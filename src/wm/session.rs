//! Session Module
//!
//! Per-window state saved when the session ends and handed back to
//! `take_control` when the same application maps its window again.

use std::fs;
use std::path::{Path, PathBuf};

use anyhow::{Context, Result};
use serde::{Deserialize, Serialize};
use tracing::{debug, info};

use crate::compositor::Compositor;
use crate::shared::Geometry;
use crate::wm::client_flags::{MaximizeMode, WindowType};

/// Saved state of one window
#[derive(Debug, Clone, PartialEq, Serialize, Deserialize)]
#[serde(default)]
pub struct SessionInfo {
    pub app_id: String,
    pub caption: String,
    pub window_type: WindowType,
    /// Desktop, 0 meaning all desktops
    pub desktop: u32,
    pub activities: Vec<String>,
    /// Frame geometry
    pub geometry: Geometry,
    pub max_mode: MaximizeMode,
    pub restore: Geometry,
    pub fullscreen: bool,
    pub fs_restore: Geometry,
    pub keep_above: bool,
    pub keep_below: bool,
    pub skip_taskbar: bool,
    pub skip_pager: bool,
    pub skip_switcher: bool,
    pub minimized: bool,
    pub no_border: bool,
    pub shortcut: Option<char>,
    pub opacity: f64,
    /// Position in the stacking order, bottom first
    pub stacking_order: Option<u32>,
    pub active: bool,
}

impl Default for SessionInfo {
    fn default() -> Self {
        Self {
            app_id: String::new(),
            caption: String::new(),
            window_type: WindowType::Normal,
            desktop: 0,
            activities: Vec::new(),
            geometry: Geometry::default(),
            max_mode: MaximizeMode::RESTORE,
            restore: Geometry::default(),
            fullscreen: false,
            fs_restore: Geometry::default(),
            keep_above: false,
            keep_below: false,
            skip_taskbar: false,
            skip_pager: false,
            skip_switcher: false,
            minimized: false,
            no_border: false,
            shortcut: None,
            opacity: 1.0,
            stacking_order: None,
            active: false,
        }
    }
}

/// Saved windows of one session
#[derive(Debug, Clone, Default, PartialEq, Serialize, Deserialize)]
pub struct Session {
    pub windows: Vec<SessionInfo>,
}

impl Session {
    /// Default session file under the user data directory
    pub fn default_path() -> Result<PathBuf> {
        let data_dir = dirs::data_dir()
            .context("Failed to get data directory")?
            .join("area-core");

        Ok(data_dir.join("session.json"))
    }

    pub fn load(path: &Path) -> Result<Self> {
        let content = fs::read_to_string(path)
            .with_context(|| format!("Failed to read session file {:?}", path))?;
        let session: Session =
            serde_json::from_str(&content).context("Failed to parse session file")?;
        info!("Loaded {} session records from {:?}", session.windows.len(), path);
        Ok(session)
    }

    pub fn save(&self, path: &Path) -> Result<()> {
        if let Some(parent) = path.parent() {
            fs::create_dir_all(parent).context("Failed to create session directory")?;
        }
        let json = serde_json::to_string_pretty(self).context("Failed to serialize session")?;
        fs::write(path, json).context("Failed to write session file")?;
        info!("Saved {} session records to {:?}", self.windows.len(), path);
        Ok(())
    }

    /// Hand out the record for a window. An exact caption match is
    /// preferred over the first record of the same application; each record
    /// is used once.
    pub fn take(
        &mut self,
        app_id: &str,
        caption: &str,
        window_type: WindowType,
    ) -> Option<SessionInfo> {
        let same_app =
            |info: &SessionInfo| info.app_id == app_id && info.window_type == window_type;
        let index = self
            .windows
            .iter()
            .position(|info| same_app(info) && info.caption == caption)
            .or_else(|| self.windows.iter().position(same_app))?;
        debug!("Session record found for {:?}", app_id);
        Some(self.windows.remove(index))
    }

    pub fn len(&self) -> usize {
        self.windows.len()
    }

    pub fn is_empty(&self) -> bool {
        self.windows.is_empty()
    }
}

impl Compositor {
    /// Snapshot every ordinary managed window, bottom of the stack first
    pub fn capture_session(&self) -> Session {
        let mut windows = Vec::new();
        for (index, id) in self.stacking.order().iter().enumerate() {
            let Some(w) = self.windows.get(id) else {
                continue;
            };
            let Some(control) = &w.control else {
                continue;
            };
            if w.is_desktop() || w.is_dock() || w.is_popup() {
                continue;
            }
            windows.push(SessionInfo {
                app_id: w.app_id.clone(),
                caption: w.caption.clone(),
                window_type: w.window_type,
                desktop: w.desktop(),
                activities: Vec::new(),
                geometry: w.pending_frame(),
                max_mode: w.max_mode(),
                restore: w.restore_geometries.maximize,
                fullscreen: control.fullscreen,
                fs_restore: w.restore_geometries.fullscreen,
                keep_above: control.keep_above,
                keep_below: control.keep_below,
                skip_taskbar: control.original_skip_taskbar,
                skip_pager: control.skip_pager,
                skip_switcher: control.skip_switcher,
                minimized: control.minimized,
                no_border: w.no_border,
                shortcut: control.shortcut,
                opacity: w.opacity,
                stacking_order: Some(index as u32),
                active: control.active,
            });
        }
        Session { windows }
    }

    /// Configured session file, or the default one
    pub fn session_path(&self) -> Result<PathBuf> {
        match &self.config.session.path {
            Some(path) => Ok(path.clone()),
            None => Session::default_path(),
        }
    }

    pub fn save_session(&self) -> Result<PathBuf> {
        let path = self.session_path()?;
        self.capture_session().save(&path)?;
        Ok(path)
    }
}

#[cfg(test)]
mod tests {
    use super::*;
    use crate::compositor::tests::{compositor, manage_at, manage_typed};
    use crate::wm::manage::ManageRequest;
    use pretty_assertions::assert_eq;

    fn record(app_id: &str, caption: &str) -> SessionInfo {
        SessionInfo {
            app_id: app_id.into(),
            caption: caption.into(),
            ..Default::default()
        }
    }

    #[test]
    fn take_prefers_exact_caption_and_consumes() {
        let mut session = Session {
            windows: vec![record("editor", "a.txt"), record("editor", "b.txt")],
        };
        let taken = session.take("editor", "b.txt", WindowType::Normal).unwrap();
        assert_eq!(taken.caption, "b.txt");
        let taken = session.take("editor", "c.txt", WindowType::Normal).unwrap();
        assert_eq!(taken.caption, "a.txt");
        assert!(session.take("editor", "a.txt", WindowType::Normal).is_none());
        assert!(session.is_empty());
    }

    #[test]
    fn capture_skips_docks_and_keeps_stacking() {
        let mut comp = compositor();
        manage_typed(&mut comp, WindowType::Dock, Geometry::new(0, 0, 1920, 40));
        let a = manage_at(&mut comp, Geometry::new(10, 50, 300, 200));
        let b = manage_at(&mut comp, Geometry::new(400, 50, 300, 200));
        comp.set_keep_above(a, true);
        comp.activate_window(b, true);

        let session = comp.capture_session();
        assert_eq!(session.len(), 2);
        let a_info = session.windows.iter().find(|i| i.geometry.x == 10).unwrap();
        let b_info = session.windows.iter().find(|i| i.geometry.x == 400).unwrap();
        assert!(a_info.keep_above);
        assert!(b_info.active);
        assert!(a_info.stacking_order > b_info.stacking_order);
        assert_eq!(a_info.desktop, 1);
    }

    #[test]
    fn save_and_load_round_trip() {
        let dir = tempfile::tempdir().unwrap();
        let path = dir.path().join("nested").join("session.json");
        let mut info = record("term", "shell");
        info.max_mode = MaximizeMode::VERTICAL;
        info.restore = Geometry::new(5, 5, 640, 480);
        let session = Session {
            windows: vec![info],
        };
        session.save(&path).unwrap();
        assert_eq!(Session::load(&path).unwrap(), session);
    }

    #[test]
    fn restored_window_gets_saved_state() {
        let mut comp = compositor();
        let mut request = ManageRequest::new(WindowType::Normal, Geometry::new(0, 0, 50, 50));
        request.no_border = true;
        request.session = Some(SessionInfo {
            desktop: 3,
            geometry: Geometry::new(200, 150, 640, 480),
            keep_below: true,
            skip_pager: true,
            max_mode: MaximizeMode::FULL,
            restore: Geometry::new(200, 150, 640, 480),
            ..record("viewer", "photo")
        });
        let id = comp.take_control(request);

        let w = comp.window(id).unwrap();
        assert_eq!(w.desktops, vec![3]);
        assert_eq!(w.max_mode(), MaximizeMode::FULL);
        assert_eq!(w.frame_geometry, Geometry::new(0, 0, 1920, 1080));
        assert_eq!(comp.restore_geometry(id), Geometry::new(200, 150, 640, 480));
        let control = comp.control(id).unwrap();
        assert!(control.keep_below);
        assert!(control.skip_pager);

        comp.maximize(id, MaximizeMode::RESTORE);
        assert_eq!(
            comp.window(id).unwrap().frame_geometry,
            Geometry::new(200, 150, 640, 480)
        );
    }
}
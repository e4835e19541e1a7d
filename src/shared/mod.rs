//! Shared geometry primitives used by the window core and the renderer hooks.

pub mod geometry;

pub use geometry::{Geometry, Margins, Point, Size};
□ □ □ □ □
Work instruction. Show every line from the entries above in which the word "crate" appears.

Reply.
use crate::compositor::Compositor;
use crate::shared::Geometry;
use crate::wm::client_flags::{MaximizeMode, WindowType};
    use crate::compositor::tests::{compositor, manage_at, manage_typed};
    use crate::wm::manage::ManageRequest;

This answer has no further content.